The Aspen Italia City of Venice Forum. Venezia: un modello per le smart cities?

    • Venezia
    • 9 Maggio 2014

          È difficile dare una definizione univoca del concetto di smart city: se da una parte si può associare all’applicazione integrata di tecnologie innovative alla gestione della città, dall’altra si pensa all’adozione di metodologie di ottimizzazione e coordinamento di soluzioni low-cost e buone pratiche già in uso, o almeno già note. In questo quadro risulta evidente la verità quasi paradossale che l’eccessiva frequenza del tema delle smart city nelle discussioni attorno al destino delle (nostre) città, invece di portare a punti di chiarezza ha ampliato il campo dell’incertezza e della confusione concettuale.
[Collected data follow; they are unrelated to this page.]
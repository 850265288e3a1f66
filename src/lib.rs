//! Squat form analysis from per-frame body landmarks.
//!
//! The pipeline conditions a raw landmark stream, segments it into
//! repetitions, classifies camera angle and exercise type, scores eighteen
//! biomechanical metrics per rep and aggregates them into one report.
//!
//! ```no_run
//! use squat_coach::{AnalysisConfig, SquatAnalysisService};
//!
//! # fn run(frames: Vec<squat_coach::models::PoseFrame>) -> Result<(), squat_coach::AnalysisError> {
//! let service = SquatAnalysisService::new(AnalysisConfig::default());
//! let result = service.analyze(&frames)?;
//! println!("{} reps, depth {:?}", result.rep_count, result.overall_metric(squat_coach::models::MetricKind::Depth));
//! # Ok(())
//! # }
//! ```

pub mod config;
pub mod error;
pub mod models;
pub mod services;

pub use config::AnalysisConfig;
pub use error::AnalysisError;
pub use services::SquatAnalysisService;
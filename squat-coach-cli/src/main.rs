use anyhow::Result;
use clap::Parser;
use tracing_subscriber::EnvFilter;

use squat_coach_cli::commands::Cli;

fn main() -> Result<()> {
    // Parse command line arguments
    let cli = Cli::parse();

    // Initialize logging; stdout is reserved for reports
    let default_level = if cli.verbose() { "debug" } else { "info" };
    tracing_subscriber::fmt()
        .with_env_filter(
            EnvFilter::try_from_default_env()
                .unwrap_or_else(|_| EnvFilter::new(default_level))
        )
        .with_writer(std::io::stderr)
        .init();

    cli.execute()
}
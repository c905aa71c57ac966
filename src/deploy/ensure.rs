//! Idempotent remote directory creation.

use crate::error::{Result, SyncError};
use crate::path::prefixes;
use crate::remote::RemoteFs;
use std::collections::HashSet;

pub struct RemoteDirectoryEnsurer<'a, R: RemoteFs + ?Sized> {
    remote: &'a R,
    /// Prefixes known to exist as directories
    known: HashSet<String>,
}

impl<'a, R: RemoteFs + ?Sized> RemoteDirectoryEnsurer<'a, R> {
    pub fn new(remote: &'a R) -> Self {
        Self {
            remote,
            known: HashSet::new(),
        }
    }

    /// Make sure every prefix of `path` exists as a directory, shortest
    /// first.
    ///
    /// A prefix that exists as a file is a conflict and is left alone.
    pub async fn ensure(&mut self, path: &str) -> Result<()> {
        for prefix in prefixes(path) {
            if self.known.contains(&prefix) {
                continue;
            }

            match self.remote.stat(&prefix).await? {
                Some(stat) if stat.is_dir => {}
                Some(_) => {
                    tracing::warn!("{} exists but is not a directory", prefix);
                    return Err(SyncError::Conflict { path: prefix });
                }
                None => self.create(&prefix).await?,
            }
            self.known.insert(prefix);
        }
        Ok(())
    }

    async fn create(&self, path: &str) -> Result<()> {
        match self.remote.mkdir(path).await {
            Ok(()) => {
                tracing::debug!("Created remote directory {}", path);
                Ok(())
            }
            Err(e) if e.is_fatal() => Err(e),
            // Lost a race with another writer: fine if a directory is there now
            Err(e) => match self.remote.stat(path).await? {
                Some(stat) if stat.is_dir => Ok(()),
                Some(_) => Err(SyncError::Conflict {
                    path: path.to_string(),
                }),
                None => Err(e),
            },
        }
    }
}
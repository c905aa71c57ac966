//! End-of-session summaries.

use colored::Colorize;
use std::fmt;

/// One item that could not be processed, with the reason
#[derive(Debug, Clone, PartialEq, Eq)]
pub struct ItemFailure {
    pub path: String,
    pub reason: String,
}

impl ItemFailure {
    pub fn new(path: impl Into<String>, reason: impl ToString) -> Self {
        Self {
            path: path.into(),
            reason: reason.to_string(),
        }
    }
}

#[derive(Debug, Clone, Default, PartialEq, Eq)]
pub struct SyncReport {
    pub unchanged: usize,
    /// Remote paths written this session
    pub uploaded: Vec<String>,
    pub bytes_uploaded: u64,
    pub failures: Vec<ItemFailure>,
}

impl SyncReport {
    pub fn is_complete(&self) -> bool {
        self.failures.is_empty()
    }
}

impl fmt::Display for SyncReport {
    fn fmt(&self, f: &mut fmt::Formatter<'_>) -> fmt::Result {
        writeln!(
            f,
            "{} uploaded ({} bytes), {} unchanged, {} failed",
            self.uploaded.len().to_string().green(),
            self.bytes_uploaded,
            self.unchanged,
            if self.failures.is_empty() {
                "0".normal()
            } else {
                self.failures.len().to_string().red()
            }
        )?;
        for failure in &self.failures {
            writeln!(f, "  {} {}: {}", "FAILED".red(), failure.path, failure.reason)?;
        }
        Ok(())
    }
}

/// What happened to one remote entry during cleanup
#[derive(Debug, Clone, PartialEq, Eq)]
pub enum DeleteOutcome {
    /// Removed as a plain file
    Deleted,
    /// Removed as a directory, contents first
    Recursed,
    Failed(String),
}

#[derive(Debug, Clone, Default, PartialEq, Eq)]
pub struct CleanupReport {
    /// Top-level entries and their outcome, in listing order
    pub entries: Vec<(String, DeleteOutcome)>,
    /// Preserved names found at the top level
    pub preserved: Vec<String>,
    /// Every path that could not be removed, at any depth
    pub failures: Vec<ItemFailure>,
    pub root_removed: bool,
}

impl CleanupReport {
    pub fn deleted_count(&self) -> usize {
        self.entries
            .iter()
            .filter(|(_, o)| !matches!(o, DeleteOutcome::Failed(_)))
            .count()
    }

    pub fn is_complete(&self) -> bool {
        self.failures.is_empty()
    }
}

impl fmt::Display for CleanupReport {
    fn fmt(&self, f: &mut fmt::Formatter<'_>) -> fmt::Result {
        writeln!(
            f,
            "{} deleted, {} preserved, {} failed",
            self.deleted_count().to_string().green(),
            self.preserved.len(),
            if self.failures.is_empty() {
                "0".normal()
            } else {
                self.failures.len().to_string().red()
            }
        )?;
        for failure in &self.failures {
            writeln!(f, "  {} {}: {}", "FAILED".red(), failure.path, failure.reason)?;
        }
        Ok(())
    }
}
//! Incremental deploy: push a local tree to a remote directory, uploading
//! only files whose content hash differs.
//!
//! ```text
//! fetch remote checksums -> scan local tree -> diff -> ensure dirs -> upload
//! ```
//!
//! Files that exist only on the remote are never touched; removing remote
//! content is the job of [`crate::cleanup`].

pub mod diff;
pub mod ensure;
pub mod fetch;
pub mod upload;

pub use diff::{build_plan, PlannedUpload, SyncPlan};
pub use ensure::RemoteDirectoryEnsurer;
pub use fetch::{parse_checksum_listing, RemoteChecksumFetcher, RemoteChecksums};
pub use upload::{UploadExecutor, UploadOutcome, DEFAULT_UPLOAD_DELAY};

use crate::config::DeploySection;
use crate::error::{Result, SyncError};
use crate::remote::RemoteFs;
use crate::report::SyncReport;
use crate::scan::{ChecksumKind, LocalFileEntry, LocalTreeScanner};
use std::path::PathBuf;
use std::time::Duration;

#[derive(Debug, Clone, Copy, PartialEq, Eq)]
pub enum UploadCompletion {
    Partial,
    Complete,
}

#[derive(Debug, Clone, Copy, PartialEq, Eq)]
pub enum SessionState {
    Idle,
    Connected,
    RemoteChecksumsFetched,
    LocalScanned,
    PlanBuilt,
    DirectoriesEnsured,
    Uploaded(UploadCompletion),
    /// `true` if the session ended through a fatal error
    Closed { failed: bool },
}

#[derive(Debug, Clone)]
pub struct SyncOptions {
    pub local_root: PathBuf,
    pub remote_root: String,
    pub checksum: ChecksumKind,
    pub upload_delay: Duration,
    pub show_progress: bool,
}

impl SyncOptions {
    pub fn new(local_root: impl Into<PathBuf>, remote_root: impl Into<String>) -> Self {
        Self {
            local_root: local_root.into(),
            remote_root: remote_root.into(),
            checksum: ChecksumKind::default(),
            upload_delay: DEFAULT_UPLOAD_DELAY,
            show_progress: false,
        }
    }
}

impl From<&DeploySection> for SyncOptions {
    fn from(section: &DeploySection) -> Self {
        Self {
            local_root: section.local_root.clone(),
            remote_root: section.remote_root.clone(),
            checksum: section.checksum,
            upload_delay: section.upload_delay(),
            show_progress: false,
        }
    }
}

/// One end-to-end deploy over an already connected remote.
pub struct SyncSession<'a, R: RemoteFs + ?Sized> {
    remote: &'a R,
    options: SyncOptions,
    state: SessionState,
}

impl<'a, R: RemoteFs + ?Sized> SyncSession<'a, R> {
    pub fn new(remote: &'a R, options: SyncOptions) -> Self {
        Self {
            remote,
            options,
            state: SessionState::Idle,
        }
    }

    pub fn state(&self) -> SessionState {
        self.state
    }

    fn transition(&mut self, next: SessionState) {
        tracing::debug!("sync session: {:?} -> {:?}", self.state, next);
        self.state = next;
    }

    /// Compute what would be uploaded, without changing the remote.
    pub async fn plan(&mut self) -> Result<SyncPlan> {
        let result = self.build_plan_stages().await;
        if result.is_err() {
            self.transition(SessionState::Closed { failed: true });
        }
        result
    }

    /// Run the full deploy and return its summary.
    ///
    /// `Err` only for fatal problems (missing local root, transport failure);
    /// individual upload failures are listed in the report. A connection
    /// lost mid-upload yields [`SyncError::Aborted`] with the partial report.
    pub async fn run(&mut self) -> Result<SyncReport> {
        let result = self.run_stages().await;
        self.transition(SessionState::Closed {
            failed: result.is_err(),
        });
        result
    }

    async fn build_plan_stages(&mut self) -> Result<SyncPlan> {
        self.transition(SessionState::Connected);

        let local_root = self.options.local_root.clone();
        if !local_root.is_dir() {
            return Err(SyncError::NotFound { path: local_root });
        }

        tracing::info!(
            "Syncing {} -> {}",
            local_root.display(),
            self.options.remote_root
        );

        let remote_checksums = RemoteChecksumFetcher::new(self.options.checksum)
            .fetch(self.remote, &self.options.remote_root)
            .await?;
        self.transition(SessionState::RemoteChecksumsFetched);

        let scanner = LocalTreeScanner::new(local_root, self.options.checksum);
        let entries: Vec<LocalFileEntry> =
            tokio::task::spawn_blocking(move || scanner.scan()?.collect::<Result<Vec<_>>>())
                .await
                .map_err(|e| SyncError::Io(std::io::Error::new(std::io::ErrorKind::Other, e)))??;
        tracing::info!("Scanned {} local files", entries.len());
        self.transition(SessionState::LocalScanned);

        let plan = build_plan(entries, &remote_checksums, &self.options.remote_root);
        self.transition(SessionState::PlanBuilt);
        Ok(plan)
    }

    async fn run_stages(&mut self) -> Result<SyncReport> {
        let plan = self.build_plan_stages().await?;

        let executor = UploadExecutor::new(self.remote)
            .with_delay(self.options.upload_delay)
            .with_progress(self.options.show_progress);

        let failed_dirs = executor.prepare_directories(&plan).await?;
        self.transition(SessionState::DirectoriesEnsured);

        let outcome = executor.upload(&plan, &failed_dirs).await?;
        let completion = if outcome.failures.is_empty() {
            UploadCompletion::Complete
        } else {
            UploadCompletion::Partial
        };
        self.transition(SessionState::Uploaded(completion));

        Ok(outcome.into_report(plan.unchanged))
    }
}
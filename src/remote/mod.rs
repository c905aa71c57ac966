//! Remote filesystem collaborators.
//!
//! The deploy and cleanup engines only talk to a [`RemoteFs`]; the channel
//! behind it is assumed to be connected and authenticated already.

use crate::error::Result;
use async_trait::async_trait;
use std::path::Path;

pub mod local;
#[cfg(feature = "ssh")]
pub mod ssh;

pub use local::LocalRemote;
#[cfg(feature = "ssh")]
pub use ssh::SshRemote;

/// Result of a remote shell command
#[derive(Debug, Clone, Default)]
pub struct CommandOutput {
    pub stdout: String,
    pub exit_status: i32,
}

impl CommandOutput {
    /// Decode raw stdout; bytes that are not UTF-8 are replaced rather than
    /// failing the whole command.
    pub fn from_bytes(stdout: &[u8], exit_status: i32) -> Self {
        Self {
            stdout: String::from_utf8_lossy(stdout).into_owned(),
            exit_status,
        }
    }

    pub fn success(&self) -> bool {
        self.exit_status == 0
    }
}

#[derive(Debug, Clone, Copy, PartialEq, Eq)]
pub struct RemoteStat {
    pub is_dir: bool,
    pub size: u64,
}

#[async_trait]
pub trait RemoteFs: Send + Sync {
    /// Run a shell command and capture its stdout and exit status.
    ///
    /// `Err` means no command channel could be opened at all; a command that
    /// ran and failed is reported through `exit_status`.
    async fn exec(&self, command: &str) -> Result<CommandOutput>;

    /// `Ok(None)` if nothing exists at `path`.
    async fn stat(&self, path: &str) -> Result<Option<RemoteStat>>;

    /// Names of the immediate children of a directory.
    async fn list_children(&self, path: &str) -> Result<Vec<String>>;

    async fn mkdir(&self, path: &str) -> Result<()>;

    async fn remove_file(&self, path: &str) -> Result<()>;

    /// Remove an empty directory.
    async fn remove_dir(&self, path: &str) -> Result<()>;

    /// Stream a local file to `remote`, replacing it. Returns bytes written.
    async fn upload_file(&self, local: &Path, remote: &str) -> Result<u64>;

    /// Whether `stat` is cheap enough to probe types before deleting.
    fn has_cheap_stat(&self) -> bool {
        true
    }
}

#[cfg(test)]
mod tests {
    use super::*;

    #[test]
    fn test_output_from_invalid_utf8() {
        let raw = b"d41d8cd98f00b204e9800998ecf8427e  ./caf\xe9.txt\nd41d8cd98f00b204e9800998ecf8427e  ./ok.txt\n";
        let output = CommandOutput::from_bytes(raw, 0);
        assert!(output.success());
        assert_eq!(output.stdout.lines().count(), 2);
        assert!(output.stdout.contains("./ok.txt"));
        assert!(output.stdout.contains("caf\u{FFFD}.txt"));
    }
}
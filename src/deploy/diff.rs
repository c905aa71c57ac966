//! Upload planning.

use super::fetch::RemoteChecksums;
use crate::path::remote_join;
use crate::scan::LocalFileEntry;

#[derive(Debug, Clone, PartialEq, Eq)]
pub struct PlannedUpload {
    pub entry: LocalFileEntry,
    pub remote_path: String,
}

#[derive(Debug, Clone, Default, PartialEq, Eq)]
pub struct SyncPlan {
    pub uploads: Vec<PlannedUpload>,
    pub unchanged: usize,
}

impl SyncPlan {
    pub fn is_empty(&self) -> bool {
        self.uploads.is_empty()
    }

    pub fn len(&self) -> usize {
        self.uploads.len()
    }
}

/// Select the local files whose content differs from (or is missing on) the
/// remote side.
///
/// Remote-only paths are ignored: a deploy only adds and overwrites.
pub fn build_plan<I>(entries: I, remote: &RemoteChecksums, remote_root: &str) -> SyncPlan
where
    I: IntoIterator<Item = LocalFileEntry>,
{
    let mut plan = SyncPlan::default();

    for entry in entries {
        match remote.get(&entry.relative_path) {
            Some(hash) if *hash == entry.content_hash => {
                plan.unchanged += 1;
            }
            existing => {
                tracing::debug!(
                    "{} {}",
                    if existing.is_some() { "changed" } else { "new" },
                    entry.relative_path
                );
                let remote_path = remote_join(remote_root, &entry.relative_path);
                plan.uploads.push(PlannedUpload { entry, remote_path });
            }
        }
    }

    plan
}
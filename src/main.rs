use anyhow::{Context, Result};
use clap::{ArgAction, Parser, Subcommand};
use colored::Colorize;
use hashsync::cleanup::{CleanupOptions, CleanupSession};
use hashsync::config::{DeployConfig, DEFAULT_CONFIG_FILE};
use hashsync::deploy::{SyncOptions, SyncSession};
use hashsync::remote::{LocalRemote, RemoteFs};
use hashsync::SyncError;
use std::path::PathBuf;
use std::process::ExitCode;
use tracing_subscriber::EnvFilter;

#[derive(Parser, Debug)]
#[command(name = "hashsync")]
#[command(version, about = "Incremental deploys over SSH using content hashes", long_about = None)]
struct Cli {
    /// Configuration file
    #[arg(short, long, global = true, env = "HASHSYNC_CONFIG", default_value = DEFAULT_CONFIG_FILE)]
    config: PathBuf,

    /// Use a local directory as the remote host instead of connecting over SSH
    #[arg(long, global = true, value_name = "DIR")]
    local: Option<PathBuf>,

    /// Verbosity (-v debug, -vv trace)
    #[arg(short, long, action = ArgAction::Count, global = true)]
    verbose: u8,

    /// Only show warnings and errors
    #[arg(short, long, global = true, conflicts_with = "verbose")]
    quiet: bool,

    #[command(subcommand)]
    command: Commands,
}

#[derive(Subcommand, Debug)]
enum Commands {
    /// Upload changed files from the local build directory
    Deploy {
        /// Show what would be uploaded without touching the remote
        #[arg(long)]
        dry_run: bool,
    },
    /// Delete everything under the cleanup root except preserved names
    Cleanup,
}

fn init_logging(cli: &Cli) {
    let level = if cli.quiet {
        "warn"
    } else {
        match cli.verbose {
            0 => "info",
            1 => "debug",
            _ => "trace",
        }
    };
    let filter = EnvFilter::try_from_default_env().unwrap_or_else(|_| EnvFilter::new(level));

    tracing_subscriber::fmt()
        .with_env_filter(filter)
        .with_target(false)
        .with_writer(std::io::stderr)
        .init();
}

/// Returns whether every item succeeded.
async fn run_command<R: RemoteFs + ?Sized>(
    remote: &R,
    config: &DeployConfig,
    command: &Commands,
    show_progress: bool,
) -> Result<bool> {
    match command {
        Commands::Deploy { dry_run } => {
            let mut options = SyncOptions::from(config.deploy_section()?);
            options.show_progress = show_progress;
            let mut session = SyncSession::new(remote, options);

            if *dry_run {
                let plan = session.plan().await.context("Planning deploy failed")?;
                for upload in &plan.uploads {
                    println!("  {} {}", "Up:".cyan(), upload.remote_path);
                }
                println!(
                    "{} files would be uploaded, {} unchanged",
                    plan.len(),
                    plan.unchanged
                );
                return Ok(true);
            }

            let report = match session.run().await {
                Ok(report) => report,
                Err(SyncError::Aborted { partial, cause }) => {
                    // Show what already changed on the remote before bailing
                    print!("{}", partial);
                    return Err(anyhow::Error::from(*cause).context("Deploy aborted"));
                }
                Err(e) => return Err(anyhow::Error::from(e).context("Deploy failed")),
            };
            print!("{}", report);
            if report.is_complete() {
                println!("{}", "Deploy complete".green().bold());
            }
            Ok(report.is_complete())
        }
        Commands::Cleanup => {
            let options = CleanupOptions::from(config.cleanup_section()?);
            let report = CleanupSession::new(remote, options)
                .run()
                .await
                .context("Cleanup failed")?;
            print!("{}", report);
            Ok(report.is_complete())
        }
    }
}

async fn run(cli: Cli) -> Result<bool> {
    let config = DeployConfig::load(&cli.config)
        .with_context(|| format!("Loading {}", cli.config.display()))?;
    tracing::debug!("Loaded {:?}", config);
    let show_progress = !cli.quiet;

    if let Some(dir) = &cli.local {
        let remote = LocalRemote::new(dir);
        return run_command(&remote, &config, &cli.command, show_progress).await;
    }

    connect_and_run(&config, &cli.command, show_progress).await
}

#[cfg(feature = "ssh")]
async fn connect_and_run(config: &DeployConfig, command: &Commands, show_progress: bool) -> Result<bool> {
    use hashsync::remote::SshRemote;

    tracing::info!("Connecting to {}:{}", config.remote.host, config.remote.port);
    let mut remote_config = config.remote.clone();
    remote_config.resolve_password_from_env()?;

    let remote = SshRemote::connect(&remote_config)
        .await
        .with_context(|| format!("Connecting to {}", config.remote.host))?;

    let result = run_command(&remote, config, command, show_progress).await;
    if let Err(e) = remote.close().await {
        tracing::debug!("Closing SSH session: {}", e);
    }
    result
}

#[cfg(not(feature = "ssh"))]
async fn connect_and_run(_config: &DeployConfig, _command: &Commands, _show_progress: bool) -> Result<bool> {
    anyhow::bail!("Built without SSH support; use --local or enable the `ssh` feature")
}

#[tokio::main]
async fn main() -> ExitCode {
    let cli = Cli::parse();
    init_logging(&cli);

    match run(cli).await {
        Ok(true) => ExitCode::SUCCESS,
        Ok(false) => ExitCode::FAILURE,
        Err(e) => {
            eprintln!("{} {:#}", "error:".red().bold(), e);
            ExitCode::FAILURE
        }
    }
}
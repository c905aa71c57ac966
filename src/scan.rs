//! Local tree scanning and content hashing.

use crate::error::{Result, SyncError};
use crate::path::relative_key;
use serde::Deserialize;
use std::fs::File;
use std::io::{self, Read};
use std::path::{Path, PathBuf};

/// Read buffer for streaming digests
const HASH_CHUNK_SIZE: usize = 64 * 1024;

/// Digest used on both sides of the comparison. The remote side must have
/// the matching command-line tool installed.
#[derive(Debug, Clone, Copy, PartialEq, Eq, Default, Deserialize)]
#[serde(rename_all = "lowercase")]
pub enum ChecksumKind {
    /// 128-bit MD5, remote tool `md5sum`
    #[default]
    Md5,
    /// BLAKE3, remote tool `b3sum`
    Blake3,
}

impl ChecksumKind {
    pub fn remote_tool(&self) -> &'static str {
        match self {
            ChecksumKind::Md5 => "md5sum",
            ChecksumKind::Blake3 => "b3sum",
        }
    }

    /// Stream `reader` through the digest and return lowercase hex.
    pub fn digest_reader<R: Read>(&self, mut reader: R) -> io::Result<String> {
        let mut buf = vec![0u8; HASH_CHUNK_SIZE];
        match self {
            ChecksumKind::Md5 => {
                let mut ctx = md5::Context::new();
                loop {
                    let n = reader.read(&mut buf)?;
                    if n == 0 {
                        break;
                    }
                    ctx.consume(&buf[..n]);
                }
                Ok(format!("{:x}", ctx.compute()))
            }
            ChecksumKind::Blake3 => {
                let mut hasher = blake3::Hasher::new();
                loop {
                    let n = reader.read(&mut buf)?;
                    if n == 0 {
                        break;
                    }
                    hasher.update(&buf[..n]);
                }
                Ok(hex::encode(hasher.finalize().as_bytes()))
            }
        }
    }

    pub fn digest_file(&self, path: &Path) -> io::Result<String> {
        self.digest_reader(File::open(path)?)
    }
}

/// A regular file found under the local root.
#[derive(Debug, Clone, PartialEq, Eq)]
pub struct LocalFileEntry {
    /// Forward-slash path relative to the scan root, no leading `./`
    pub relative_path: String,
    pub absolute_path: PathBuf,
    /// Lowercase hex digest of the full file contents
    pub content_hash: String,
}

pub struct LocalTreeScanner {
    root: PathBuf,
    checksum: ChecksumKind,
}

impl LocalTreeScanner {
    pub fn new(root: impl Into<PathBuf>, checksum: ChecksumKind) -> Self {
        Self {
            root: root.into(),
            checksum,
        }
    }

    pub fn root(&self) -> &Path {
        &self.root
    }

    /// Start a scan. Fails up front if the root is missing; per-file errors
    /// surface as items of the returned iterator.
    pub fn scan(&self) -> Result<LocalEntries> {
        if !self.root.is_dir() {
            return Err(SyncError::NotFound {
                path: self.root.clone(),
            });
        }

        // A build tree is deployed as is: no ignore files, hidden files kept.
        let walk = ignore::WalkBuilder::new(&self.root)
            .hidden(false)
            .ignore(false)
            .git_ignore(false)
            .git_global(false)
            .git_exclude(false)
            .parents(false)
            .follow_links(false)
            .sort_by_file_name(|a, b| a.cmp(b))
            .build();

        Ok(LocalEntries {
            walk,
            root: self.root.clone(),
            checksum: self.checksum,
        })
    }
}

/// Lazy, single-pass sequence of scanned files.
pub struct LocalEntries {
    walk: ignore::Walk,
    root: PathBuf,
    checksum: ChecksumKind,
}

impl LocalEntries {
    fn entry_for(&self, path: &Path) -> Result<LocalFileEntry> {
        let relative = path.strip_prefix(&self.root).map_err(|_| {
            SyncError::Io(io::Error::new(
                io::ErrorKind::InvalidInput,
                format!("{} is outside {}", path.display(), self.root.display()),
            ))
        })?;

        Ok(LocalFileEntry {
            relative_path: relative_key(relative),
            absolute_path: path.to_path_buf(),
            content_hash: self.checksum.digest_file(path)?,
        })
    }
}

impl Iterator for LocalEntries {
    type Item = Result<LocalFileEntry>;

    fn next(&mut self) -> Option<Self::Item> {
        loop {
            let entry = match self.walk.next()? {
                Ok(entry) => entry,
                Err(e) => return Some(Err(SyncError::Io(io::Error::new(io::ErrorKind::Other, e)))),
            };

            let Some(file_type) = entry.file_type() else {
                continue;
            };
            if file_type.is_file() {
                return Some(self.entry_for(entry.path()));
            }
            // Links are not walked into, but a link to a regular file is
            // deployed with its target's contents.
            if file_type.is_symlink() {
                match std::fs::metadata(entry.path()) {
                    Ok(meta) if meta.is_file() => return Some(self.entry_for(entry.path())),
                    Ok(_) => {}
                    Err(e) => {
                        tracing::warn!("Skipping dangling link {}: {}", entry.path().display(), e);
                    }
                }
            }
        }
    }
}

#[cfg(test)]
mod tests {
    use super::*;
    use std::fs;
    use tempfile::TempDir;

    fn scan_all(root: &Path, kind: ChecksumKind) -> Vec<LocalFileEntry> {
        LocalTreeScanner::new(root, kind)
            .scan()
            .unwrap()
            .collect::<Result<Vec<_>>>()
            .unwrap()
    }

    #[test]
    fn test_missing_root_is_not_found() {
        let temp = TempDir::new().unwrap();
        let missing = temp.path().join("out");
        let err = LocalTreeScanner::new(&missing, ChecksumKind::Md5)
            .scan()
            .err()
            .unwrap();
        assert!(matches!(err, SyncError::NotFound { path } if path == missing));
    }

    #[test]
    fn test_scan_recursive_relative_paths() {
        let temp = TempDir::new().unwrap();
        fs::write(temp.path().join("index.html"), "<html>").unwrap();
        fs::create_dir_all(temp.path().join("assets/js")).unwrap();
        fs::write(temp.path().join("assets/js/app.js"), "console.log(1)").unwrap();
        fs::write(temp.path().join("my file.txt"), "spaces").unwrap();
        fs::write(temp.path().join(".htaccess"), "hidden").unwrap();
        fs::create_dir(temp.path().join("empty")).unwrap();

        let paths: Vec<String> = scan_all(temp.path(), ChecksumKind::Md5)
            .into_iter()
            .map(|e| e.relative_path)
            .collect();

        assert_eq!(
            paths,
            vec![".htaccess", "assets/js/app.js", "index.html", "my file.txt"]
        );
    }

    #[cfg(unix)]
    #[test]
    fn test_symlinked_file_is_scanned() {
        let temp = TempDir::new().unwrap();
        let out = temp.path().join("out");
        let public = temp.path().join("public");
        fs::create_dir_all(&out).unwrap();
        fs::create_dir_all(public.join("fonts")).unwrap();
        fs::write(out.join("index.html"), "<html>").unwrap();
        fs::write(public.join("favicon.ico"), "icon").unwrap();
        fs::write(public.join("fonts/a.woff"), "font").unwrap();
        std::os::unix::fs::symlink(public.join("favicon.ico"), out.join("favicon.ico")).unwrap();
        std::os::unix::fs::symlink(public.join("fonts"), out.join("fonts")).unwrap();
        std::os::unix::fs::symlink(public.join("gone"), out.join("dangling")).unwrap();

        let entries = scan_all(&out, ChecksumKind::Md5);
        let paths: Vec<&str> = entries.iter().map(|e| e.relative_path.as_str()).collect();
        assert_eq!(paths, vec!["favicon.ico", "index.html"]);
        assert_eq!(entries[0].content_hash, format!("{:x}", md5::compute(b"icon")));
    }

    #[test]
    fn test_md5_matches_md5sum_output() {
        let temp = TempDir::new().unwrap();
        fs::write(temp.path().join("hello.txt"), "hello\n").unwrap();

        let entries = scan_all(temp.path(), ChecksumKind::Md5);
        assert_eq!(entries[0].content_hash, "b1946ac92492d2347c6235b4d2611184");
        assert_eq!(entries[0].absolute_path, temp.path().join("hello.txt"));
    }

    #[test]
    fn test_digest_spans_multiple_chunks() {
        let data = vec![7u8; HASH_CHUNK_SIZE * 2 + 17];
        let streamed = ChecksumKind::Blake3.digest_reader(&data[..]).unwrap();
        assert_eq!(streamed, blake3::hash(&data).to_hex().to_string());

        let streamed = ChecksumKind::Md5.digest_reader(&data[..]).unwrap();
        assert_eq!(streamed, format!("{:x}", md5::compute(&data)));
    }

    #[test]
    fn test_remote_tool_names() {
        assert_eq!(ChecksumKind::Md5.remote_tool(), "md5sum");
        assert_eq!(ChecksumKind::Blake3.remote_tool(), "b3sum");
    }
}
          Invece tre sembrano essere le parole chiave per analizzare il tema: passioni, problemi, possibilità. Passioni: una città “smart” deve esprimere un potenziale emozionale e seduttivo rispetto ai propri utenti, in quanto vissuta come lovable and liveable. Partendo dal presupposto che circa il 75% della popolazione europea vive in città, a livello di Commissione Europea si sta discutendo la possibilità di elaborare una “European Urban Agenda”, in grado di definire una “European urban dimension”, studiando le condizioni per una governance multi-livello. Da tempo e in diversi contesti internazionali si incoraggiano modelli di densità urbana sostenibile, la realizzazione di walkable cities, la promozione del cultural heritage come fattori di aggregazione di diverse identità culturali, l’immissione di un grado sempre più avanzato di tecnologia nei servizi urbani. Questi modelli, che rientrano nella più ampia definizione di smart, si stanno tuttavia rivelando costosi sia per gli utenti che per le amministrazioni. Mentre ad esempio negli Stati Uniti le città che negli ultimi anni hanno sviluppato il mercato del cultural heritage, dell’arte e del tempo libero stanno diventando le più costose da abitare; su un altro fronte si assiste ad una concentrazione delle industrie new-tech negli edifici storici: a Manhattan la maggior parte delle nuove start-up ha trovato sede in edifici pre-war.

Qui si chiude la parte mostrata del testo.